The New Nature Read online

Page 24


  Today most conservationists in Australia begrudgingly accept that kangaroos need culling. The Australian Conservation Foundation book Recovering Ground (1991) devotes a chapter to roo harvesting. As an alternative to letting cows and sheep ruin the land, harvesting roo meat makes a lot of sense. But overseas the bogey of extinction still bobs up. In 1998 the vegetarian group Viva howled when British supermarket chain Sainsbury’s put kangaroo meat in its stores. Protestors milled outside stores in kangaroo suits and hats strung with corks. Their leader, Juliet Geffatley, claimed in a report ‘The Killing of Kangaroos for Meat’ that four roo species have gone extinct (not true), and warned that the red kangaroo could ‘follow them into oblivion within two years’.2 That old refrain! Paul McCartney supports Viva. I’ll bet neither he nor Juliet has ever heard of endangered spider-orchids or bandicoots.

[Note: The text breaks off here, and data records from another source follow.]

use nom::IResult;

use crate::error::{DecodingError, DecodingErrorType};

/// A forward-only read cursor over one region of a message.
///
/// Every read either advances the cursor by exactly the number of
/// bytes it returns or fails and leaves the position untouched.
/// Offsets reported by the cursor are absolute within the message,
/// so child cursors over nested regions keep pointing at the right
/// bytes for highlighting.
#[derive(Debug, Clone)]
pub struct ByteCursor<'a> {
    input: &'a [u8],
    position: usize,
    origin: usize,
}

impl<'a> ByteCursor<'a> {
    pub fn new(input: &'a [u8]) -> Self {
        Self::with_origin(input, 0)
    }

    /// A cursor over `input`, which starts at `origin` in the message.
    pub fn with_origin(input: &'a [u8], origin: usize) -> Self {
        ByteCursor {
            input,
            position: 0,
            origin,
        }
    }

    pub fn position(&self) -> usize {
        self.position
    }

    /// Absolute offset of the next unread byte
    pub fn offset(&self) -> usize {
        self.origin + self.position
    }

    pub fn remaining(&self) -> usize {
        self.input.len() - self.position
    }

    pub fn is_empty(&self) -> bool {
        self.remaining() == 0
    }

    /// The unread bytes
    pub fn rest(&self) -> &'a [u8] {
        &self.input[self.position..]
    }

    pub fn peek(&self, n: usize) -> Result<&'a [u8], DecodingError> {
        self.rest().get(..n).ok_or_else(|| self.out_of_bounds(n))
    }

    pub fn advance(&mut self, n: usize) -> Result<(), DecodingError> {
        if n > self.remaining() {
            return Err(self.out_of_bounds(n));
        }
        self.position += n;
        Ok(())
    }

    pub fn take(&mut self, n: usize) -> Result<&'a [u8], DecodingError> {
        let bytes = self.peek(n)?;
        self.position += n;
        Ok(bytes)
    }

    pub fn read_u8(&mut self) -> Result<u8, DecodingError> {
        Ok(self.take(1)?[0])
    }

    /// Splits off the next `n` bytes as a cursor of their own and
    /// moves this cursor past them.
    pub fn split_to(&mut self, n: usize) -> Result<ByteCursor<'a>, DecodingError> {
        let origin = self.offset();
        let region = self.take(n)?;
        Ok(ByteCursor::with_origin(region, origin))
    }

    /// Runs a nom parser on the unread bytes and advances past what it consumed.
    pub fn parse<O>(
        &mut self,
        mut parser: impl FnMut(&'a [u8]) -> IResult<&'a [u8], O>,
    ) -> Result<O, DecodingError> {
        let offset = self.offset();
        let (rest, output) = parser(self.rest()).map_err(|e| DecodingError::from(e).at(offset))?;
        self.position = self.input.len() - rest.len();
        Ok(output)
    }

    fn out_of_bounds(&self, n: usize) -> DecodingError {
        DecodingError::new(
            &format!(
                "requested {n} bytes, {} remaining in region",
                self.remaining()
            ),
            DecodingErrorType::OutOfBounds,
        )
        .at(self.offset())
    }
}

  Nothing special about macropods predisposes them to harm habitats. Deer in England and North America cause similar woes, and Africa’s elephants are worse. Herbivores often run amok when predators are checked and water is supplied. Kangaroos and wallabies can exploit so much of what we do: felling trees, creating edges, damming water, fertilising pastures, growing crops, grazing cows, controlling predators and translocating threatened species. The point about predator control is significant. For tens of thousands of years the dominant predators in Australia were people and dogs. We cannot hope to manage the land properly without first acknowledging that fact. It’s a point to keep in mind as we turn to the perils facing our trees.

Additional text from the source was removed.